# Stored items
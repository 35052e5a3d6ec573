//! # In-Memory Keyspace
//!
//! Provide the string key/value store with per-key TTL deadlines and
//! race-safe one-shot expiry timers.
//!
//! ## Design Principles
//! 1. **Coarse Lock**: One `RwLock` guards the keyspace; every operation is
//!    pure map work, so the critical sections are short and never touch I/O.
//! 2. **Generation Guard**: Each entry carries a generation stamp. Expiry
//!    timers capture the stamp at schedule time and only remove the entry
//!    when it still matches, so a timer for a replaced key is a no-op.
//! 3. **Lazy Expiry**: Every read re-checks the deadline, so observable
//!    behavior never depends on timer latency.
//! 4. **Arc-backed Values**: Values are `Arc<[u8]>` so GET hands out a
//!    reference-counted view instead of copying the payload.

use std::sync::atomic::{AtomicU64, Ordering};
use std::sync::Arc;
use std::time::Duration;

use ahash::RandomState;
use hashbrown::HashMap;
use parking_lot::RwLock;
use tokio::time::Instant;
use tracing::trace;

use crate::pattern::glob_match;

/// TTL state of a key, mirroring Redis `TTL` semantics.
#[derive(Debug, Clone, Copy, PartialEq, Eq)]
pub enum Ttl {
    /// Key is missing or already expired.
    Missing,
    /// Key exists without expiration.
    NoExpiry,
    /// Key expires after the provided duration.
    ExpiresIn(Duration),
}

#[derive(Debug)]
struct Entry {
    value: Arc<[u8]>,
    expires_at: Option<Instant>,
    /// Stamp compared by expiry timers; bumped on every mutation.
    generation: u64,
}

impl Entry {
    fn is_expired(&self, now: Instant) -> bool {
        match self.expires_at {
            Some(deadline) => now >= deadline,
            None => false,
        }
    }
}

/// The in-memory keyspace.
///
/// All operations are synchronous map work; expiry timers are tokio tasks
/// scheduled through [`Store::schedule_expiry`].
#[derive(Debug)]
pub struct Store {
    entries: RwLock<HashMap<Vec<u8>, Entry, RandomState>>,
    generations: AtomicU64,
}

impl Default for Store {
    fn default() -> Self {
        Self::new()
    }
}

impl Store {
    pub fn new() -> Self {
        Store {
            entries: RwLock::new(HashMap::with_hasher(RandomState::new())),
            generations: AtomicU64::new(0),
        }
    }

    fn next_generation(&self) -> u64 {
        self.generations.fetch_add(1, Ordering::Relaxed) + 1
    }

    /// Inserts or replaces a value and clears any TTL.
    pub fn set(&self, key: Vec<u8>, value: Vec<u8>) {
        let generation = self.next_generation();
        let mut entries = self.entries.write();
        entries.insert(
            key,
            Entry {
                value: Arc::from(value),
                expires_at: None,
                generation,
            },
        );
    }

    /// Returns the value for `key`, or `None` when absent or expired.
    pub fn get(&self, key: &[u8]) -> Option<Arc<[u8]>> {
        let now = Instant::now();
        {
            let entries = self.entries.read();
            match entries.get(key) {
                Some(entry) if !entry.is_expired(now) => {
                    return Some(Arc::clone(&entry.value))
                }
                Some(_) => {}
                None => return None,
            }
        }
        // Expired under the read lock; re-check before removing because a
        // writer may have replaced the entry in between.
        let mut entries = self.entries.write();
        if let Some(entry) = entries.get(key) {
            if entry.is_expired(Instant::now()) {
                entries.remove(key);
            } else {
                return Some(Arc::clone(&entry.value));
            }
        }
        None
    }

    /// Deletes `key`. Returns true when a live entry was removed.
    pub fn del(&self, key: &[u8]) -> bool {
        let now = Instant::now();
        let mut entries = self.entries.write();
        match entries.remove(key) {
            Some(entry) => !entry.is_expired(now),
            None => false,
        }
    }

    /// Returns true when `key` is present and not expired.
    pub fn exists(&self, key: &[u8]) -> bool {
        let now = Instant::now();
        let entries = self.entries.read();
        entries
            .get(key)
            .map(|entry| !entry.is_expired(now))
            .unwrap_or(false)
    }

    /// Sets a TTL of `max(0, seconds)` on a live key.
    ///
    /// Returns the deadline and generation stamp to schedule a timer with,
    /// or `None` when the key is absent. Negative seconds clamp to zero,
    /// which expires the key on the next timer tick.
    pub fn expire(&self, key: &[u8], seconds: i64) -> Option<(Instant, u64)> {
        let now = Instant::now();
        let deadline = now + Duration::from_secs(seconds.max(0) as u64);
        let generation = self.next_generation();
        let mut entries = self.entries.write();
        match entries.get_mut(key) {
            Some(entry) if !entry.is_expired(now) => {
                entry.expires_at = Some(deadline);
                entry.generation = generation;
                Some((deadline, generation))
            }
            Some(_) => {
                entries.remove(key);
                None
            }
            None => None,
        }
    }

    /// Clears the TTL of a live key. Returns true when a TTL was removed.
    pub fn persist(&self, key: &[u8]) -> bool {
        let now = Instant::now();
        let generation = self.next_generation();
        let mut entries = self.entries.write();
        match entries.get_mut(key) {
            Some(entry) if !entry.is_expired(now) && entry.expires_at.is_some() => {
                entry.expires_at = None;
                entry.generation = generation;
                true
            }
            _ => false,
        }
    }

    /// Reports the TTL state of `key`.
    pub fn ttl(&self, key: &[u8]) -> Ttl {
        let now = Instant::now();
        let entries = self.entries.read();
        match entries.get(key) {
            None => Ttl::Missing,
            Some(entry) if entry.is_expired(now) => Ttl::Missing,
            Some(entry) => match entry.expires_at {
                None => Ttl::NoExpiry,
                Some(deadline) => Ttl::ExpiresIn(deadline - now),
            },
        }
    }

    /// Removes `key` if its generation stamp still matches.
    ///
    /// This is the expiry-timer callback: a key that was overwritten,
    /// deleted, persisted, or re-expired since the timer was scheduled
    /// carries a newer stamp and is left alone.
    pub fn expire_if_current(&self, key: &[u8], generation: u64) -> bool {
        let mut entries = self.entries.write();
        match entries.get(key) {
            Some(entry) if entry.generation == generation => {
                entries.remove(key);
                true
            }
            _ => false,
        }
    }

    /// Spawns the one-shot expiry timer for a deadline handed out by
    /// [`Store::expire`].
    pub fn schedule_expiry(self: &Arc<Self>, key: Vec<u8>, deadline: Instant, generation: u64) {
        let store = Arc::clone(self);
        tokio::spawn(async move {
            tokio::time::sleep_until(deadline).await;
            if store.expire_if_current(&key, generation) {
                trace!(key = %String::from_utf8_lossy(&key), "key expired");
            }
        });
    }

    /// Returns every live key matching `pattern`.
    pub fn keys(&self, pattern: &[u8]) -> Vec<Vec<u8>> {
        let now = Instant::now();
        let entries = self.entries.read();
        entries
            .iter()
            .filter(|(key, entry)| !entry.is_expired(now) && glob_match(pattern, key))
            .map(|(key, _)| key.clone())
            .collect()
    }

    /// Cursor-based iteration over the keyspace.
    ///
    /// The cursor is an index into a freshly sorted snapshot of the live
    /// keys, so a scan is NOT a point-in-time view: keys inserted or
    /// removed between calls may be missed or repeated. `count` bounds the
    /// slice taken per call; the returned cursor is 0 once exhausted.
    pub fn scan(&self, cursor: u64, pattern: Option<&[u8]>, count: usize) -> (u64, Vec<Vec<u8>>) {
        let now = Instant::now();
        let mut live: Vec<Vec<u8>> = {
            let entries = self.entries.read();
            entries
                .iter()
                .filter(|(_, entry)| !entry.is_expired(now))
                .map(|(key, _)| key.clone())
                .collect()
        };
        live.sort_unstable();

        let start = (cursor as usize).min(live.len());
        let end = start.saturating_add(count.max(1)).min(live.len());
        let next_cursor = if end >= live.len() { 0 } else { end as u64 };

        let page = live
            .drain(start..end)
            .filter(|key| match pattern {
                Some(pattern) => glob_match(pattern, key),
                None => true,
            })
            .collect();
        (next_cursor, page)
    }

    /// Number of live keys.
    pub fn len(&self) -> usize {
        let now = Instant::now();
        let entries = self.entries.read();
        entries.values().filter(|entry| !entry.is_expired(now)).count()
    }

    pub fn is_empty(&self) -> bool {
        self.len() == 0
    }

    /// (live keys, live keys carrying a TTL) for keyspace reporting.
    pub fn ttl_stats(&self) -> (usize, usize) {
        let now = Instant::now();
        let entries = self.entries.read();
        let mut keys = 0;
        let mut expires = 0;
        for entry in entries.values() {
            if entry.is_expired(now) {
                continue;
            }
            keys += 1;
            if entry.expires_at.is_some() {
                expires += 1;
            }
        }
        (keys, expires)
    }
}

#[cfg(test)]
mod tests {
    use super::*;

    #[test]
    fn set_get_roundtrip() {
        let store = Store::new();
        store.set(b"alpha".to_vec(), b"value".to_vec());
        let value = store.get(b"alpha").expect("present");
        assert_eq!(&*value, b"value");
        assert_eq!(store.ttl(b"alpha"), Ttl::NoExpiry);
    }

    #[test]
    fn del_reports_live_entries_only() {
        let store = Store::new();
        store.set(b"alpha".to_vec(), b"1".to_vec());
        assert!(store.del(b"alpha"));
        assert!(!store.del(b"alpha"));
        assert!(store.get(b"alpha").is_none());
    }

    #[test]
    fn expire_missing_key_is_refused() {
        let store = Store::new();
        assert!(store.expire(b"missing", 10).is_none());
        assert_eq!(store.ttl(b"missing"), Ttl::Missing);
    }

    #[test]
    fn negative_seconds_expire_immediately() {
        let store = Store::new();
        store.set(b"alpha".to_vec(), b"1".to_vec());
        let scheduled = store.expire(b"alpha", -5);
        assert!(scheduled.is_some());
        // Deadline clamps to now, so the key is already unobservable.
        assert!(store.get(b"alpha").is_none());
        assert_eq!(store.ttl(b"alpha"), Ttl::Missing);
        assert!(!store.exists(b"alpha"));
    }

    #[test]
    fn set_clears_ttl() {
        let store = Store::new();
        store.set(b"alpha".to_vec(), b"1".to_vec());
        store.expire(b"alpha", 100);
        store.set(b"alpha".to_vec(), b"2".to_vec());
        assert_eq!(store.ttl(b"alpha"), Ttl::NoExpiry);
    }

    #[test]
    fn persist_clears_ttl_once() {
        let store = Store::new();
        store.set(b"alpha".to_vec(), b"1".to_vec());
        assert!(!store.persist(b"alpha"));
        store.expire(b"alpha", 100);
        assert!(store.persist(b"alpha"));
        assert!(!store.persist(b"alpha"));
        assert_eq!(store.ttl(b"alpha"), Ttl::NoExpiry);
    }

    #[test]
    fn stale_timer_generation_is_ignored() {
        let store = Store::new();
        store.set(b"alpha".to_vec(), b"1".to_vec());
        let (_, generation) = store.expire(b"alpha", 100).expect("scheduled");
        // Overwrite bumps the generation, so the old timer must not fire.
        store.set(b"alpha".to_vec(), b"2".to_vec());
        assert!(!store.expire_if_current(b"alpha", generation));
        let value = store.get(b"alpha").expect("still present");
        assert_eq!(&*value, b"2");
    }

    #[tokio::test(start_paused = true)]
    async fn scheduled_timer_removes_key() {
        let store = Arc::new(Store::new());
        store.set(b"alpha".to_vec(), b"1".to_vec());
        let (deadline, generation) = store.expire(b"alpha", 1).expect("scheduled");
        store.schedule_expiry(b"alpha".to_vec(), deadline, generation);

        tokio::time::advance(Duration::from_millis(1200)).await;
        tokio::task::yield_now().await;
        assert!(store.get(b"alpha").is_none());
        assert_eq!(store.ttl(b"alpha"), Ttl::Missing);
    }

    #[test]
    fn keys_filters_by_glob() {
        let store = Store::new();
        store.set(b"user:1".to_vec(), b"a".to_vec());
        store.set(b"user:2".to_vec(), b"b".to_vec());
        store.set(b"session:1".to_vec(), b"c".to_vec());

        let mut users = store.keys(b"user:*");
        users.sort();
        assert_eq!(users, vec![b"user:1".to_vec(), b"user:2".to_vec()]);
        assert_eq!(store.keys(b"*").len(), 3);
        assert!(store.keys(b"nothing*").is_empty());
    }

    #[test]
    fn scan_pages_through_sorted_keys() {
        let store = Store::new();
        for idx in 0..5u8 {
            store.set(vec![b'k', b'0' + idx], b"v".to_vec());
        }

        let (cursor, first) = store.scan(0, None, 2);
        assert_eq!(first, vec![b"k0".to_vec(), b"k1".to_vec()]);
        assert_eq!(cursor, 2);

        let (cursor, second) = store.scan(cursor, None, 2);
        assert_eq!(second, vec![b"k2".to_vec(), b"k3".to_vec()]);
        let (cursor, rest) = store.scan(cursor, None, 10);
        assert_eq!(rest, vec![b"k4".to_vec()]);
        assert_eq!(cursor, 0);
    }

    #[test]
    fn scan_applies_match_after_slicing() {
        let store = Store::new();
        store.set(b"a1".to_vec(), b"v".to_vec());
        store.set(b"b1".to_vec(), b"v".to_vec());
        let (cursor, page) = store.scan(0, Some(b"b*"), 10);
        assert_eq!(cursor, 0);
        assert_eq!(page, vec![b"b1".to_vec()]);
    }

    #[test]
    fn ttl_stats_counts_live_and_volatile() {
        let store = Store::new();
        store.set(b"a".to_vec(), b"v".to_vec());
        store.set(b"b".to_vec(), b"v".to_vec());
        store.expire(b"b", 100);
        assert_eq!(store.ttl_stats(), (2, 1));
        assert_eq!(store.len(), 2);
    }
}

# What to work on
Return, word for word, every line from the top of the entries down to the line that holds "on every mutation.", both included.

# Exercise solution
repository 35052e5a3d6ec573
//! # In-Memory Keyspace
//!
//! Provide the string key/value store with per-key TTL deadlines and
//! race-safe one-shot expiry timers.
//!
//! ## Design Principles
//! 1. **Coarse Lock**: One `RwLock` guards the keyspace; every operation is
//!    pure map work, so the critical sections are short and never touch I/O.
//! 2. **Generation Guard**: Each entry carries a generation stamp. Expiry
//!    timers capture the stamp at schedule time and only remove the entry
//!    when it still matches, so a timer for a replaced key is a no-op.
//! 3. **Lazy Expiry**: Every read re-checks the deadline, so observable
//!    behavior never depends on timer latency.
//! 4. **Arc-backed Values**: Values are `Arc<[u8]>` so GET hands out a
//!    reference-counted view instead of copying the payload.

use std::sync::atomic::{AtomicU64, Ordering};
use std::sync::Arc;
use std::time::Duration;

use ahash::RandomState;
use hashbrown::HashMap;
use parking_lot::RwLock;
use tokio::time::Instant;
use tracing::trace;

use crate::pattern::glob_match;

/// TTL state of a key, mirroring Redis `TTL` semantics.
#[derive(Debug, Clone, Copy, PartialEq, Eq)]
pub enum Ttl {
    /// Key is missing or already expired.
    Missing,
    /// Key exists without expiration.
    NoExpiry,
    /// Key expires after the provided duration.
    ExpiresIn(Duration),
}

#[derive(Debug)]
struct Entry {
    value: Arc<[u8]>,
    expires_at: Option<Instant>,
    /// Stamp compared by expiry timers; bumped on every mutation.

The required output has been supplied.